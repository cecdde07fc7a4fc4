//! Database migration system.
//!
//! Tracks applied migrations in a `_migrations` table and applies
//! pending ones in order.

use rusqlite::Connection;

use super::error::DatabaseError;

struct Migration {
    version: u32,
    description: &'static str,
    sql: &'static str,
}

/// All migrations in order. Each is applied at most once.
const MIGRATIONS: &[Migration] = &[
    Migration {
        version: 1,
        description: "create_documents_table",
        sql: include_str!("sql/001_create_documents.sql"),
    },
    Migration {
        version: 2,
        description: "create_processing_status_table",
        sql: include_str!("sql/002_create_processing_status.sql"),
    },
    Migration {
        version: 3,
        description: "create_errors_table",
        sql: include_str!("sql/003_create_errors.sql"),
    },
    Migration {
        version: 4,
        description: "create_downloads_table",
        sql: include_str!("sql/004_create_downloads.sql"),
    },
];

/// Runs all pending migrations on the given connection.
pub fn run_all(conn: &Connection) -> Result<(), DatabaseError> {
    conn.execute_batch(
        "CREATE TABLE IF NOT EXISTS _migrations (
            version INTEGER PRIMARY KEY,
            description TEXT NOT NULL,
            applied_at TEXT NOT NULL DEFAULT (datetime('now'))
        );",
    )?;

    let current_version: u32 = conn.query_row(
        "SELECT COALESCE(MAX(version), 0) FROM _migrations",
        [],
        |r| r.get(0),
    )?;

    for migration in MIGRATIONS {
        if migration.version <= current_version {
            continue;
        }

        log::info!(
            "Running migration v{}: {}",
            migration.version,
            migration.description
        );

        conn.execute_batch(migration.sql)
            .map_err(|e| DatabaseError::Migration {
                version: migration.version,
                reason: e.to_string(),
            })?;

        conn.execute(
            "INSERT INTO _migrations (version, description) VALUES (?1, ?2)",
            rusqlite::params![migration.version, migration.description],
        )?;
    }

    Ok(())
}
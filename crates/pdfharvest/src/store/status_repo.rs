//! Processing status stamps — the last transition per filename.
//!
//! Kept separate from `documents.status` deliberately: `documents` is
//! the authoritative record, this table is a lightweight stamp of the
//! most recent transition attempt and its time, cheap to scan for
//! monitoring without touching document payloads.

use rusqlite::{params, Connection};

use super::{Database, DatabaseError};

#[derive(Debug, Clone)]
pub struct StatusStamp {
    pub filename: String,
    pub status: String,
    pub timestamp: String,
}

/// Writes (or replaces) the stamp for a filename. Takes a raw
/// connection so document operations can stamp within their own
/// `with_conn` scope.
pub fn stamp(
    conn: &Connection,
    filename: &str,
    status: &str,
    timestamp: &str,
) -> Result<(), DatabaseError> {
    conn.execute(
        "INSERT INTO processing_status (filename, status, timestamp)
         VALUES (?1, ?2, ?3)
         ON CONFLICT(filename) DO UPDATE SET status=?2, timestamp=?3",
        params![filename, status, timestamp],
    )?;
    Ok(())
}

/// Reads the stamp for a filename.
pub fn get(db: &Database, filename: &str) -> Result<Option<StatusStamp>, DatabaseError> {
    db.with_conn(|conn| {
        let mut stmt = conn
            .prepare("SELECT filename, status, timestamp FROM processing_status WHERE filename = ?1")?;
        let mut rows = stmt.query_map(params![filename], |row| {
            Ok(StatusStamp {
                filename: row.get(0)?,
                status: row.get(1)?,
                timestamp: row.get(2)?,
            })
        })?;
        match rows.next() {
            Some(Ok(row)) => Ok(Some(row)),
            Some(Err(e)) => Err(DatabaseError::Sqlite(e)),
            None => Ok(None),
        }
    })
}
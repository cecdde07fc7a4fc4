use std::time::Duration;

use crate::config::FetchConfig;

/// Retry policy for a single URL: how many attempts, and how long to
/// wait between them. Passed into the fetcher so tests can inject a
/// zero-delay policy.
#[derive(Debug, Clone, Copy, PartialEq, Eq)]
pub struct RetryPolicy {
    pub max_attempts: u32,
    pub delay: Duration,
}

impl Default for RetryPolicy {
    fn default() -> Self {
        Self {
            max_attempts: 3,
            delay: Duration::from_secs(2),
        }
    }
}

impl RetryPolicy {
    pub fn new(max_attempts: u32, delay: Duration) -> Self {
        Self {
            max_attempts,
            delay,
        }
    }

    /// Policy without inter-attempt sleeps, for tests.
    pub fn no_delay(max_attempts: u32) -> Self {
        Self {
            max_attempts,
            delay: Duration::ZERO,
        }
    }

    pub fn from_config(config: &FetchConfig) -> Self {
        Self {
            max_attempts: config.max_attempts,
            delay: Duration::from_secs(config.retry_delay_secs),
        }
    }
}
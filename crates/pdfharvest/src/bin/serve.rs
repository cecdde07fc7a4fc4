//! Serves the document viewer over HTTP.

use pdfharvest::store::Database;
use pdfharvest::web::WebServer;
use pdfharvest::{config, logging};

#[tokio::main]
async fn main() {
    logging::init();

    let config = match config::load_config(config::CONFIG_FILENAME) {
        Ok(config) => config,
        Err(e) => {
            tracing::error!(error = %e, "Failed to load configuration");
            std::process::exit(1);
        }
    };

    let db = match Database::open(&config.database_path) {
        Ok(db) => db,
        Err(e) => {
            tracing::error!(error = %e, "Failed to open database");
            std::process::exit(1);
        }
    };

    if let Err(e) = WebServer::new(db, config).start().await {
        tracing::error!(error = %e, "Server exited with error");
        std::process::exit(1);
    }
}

============

**WHAT IS REQUIRED**
Would you output, from the records above, exactly the run of lines that starts at the line containing "fn default() ->" and ends at the line containing "filename crates/pdfharvest/src/bin/serve.rs", and only that run?

**WRITTEN RESPONSE**
    fn default() -> Self {
        Self {
            max_attempts: 3,
            delay: Duration::from_secs(2),
        }
    }
}

impl RetryPolicy {
    pub fn new(max_attempts: u32, delay: Duration) -> Self {
        Self {
            max_attempts,
            delay,
        }
    }

    /// Policy without inter-attempt sleeps, for tests.
    pub fn no_delay(max_attempts: u32) -> Self {
        Self {
            max_attempts,
            delay: Duration::ZERO,
        }
    }

    pub fn from_config(config: &FetchConfig) -> Self {
        Self {
            max_attempts: config.max_attempts,
            delay: Duration::from_secs(config.retry_delay_secs),
        }
    }
}
filename crates/pdfharvest/src/bin/serve.rs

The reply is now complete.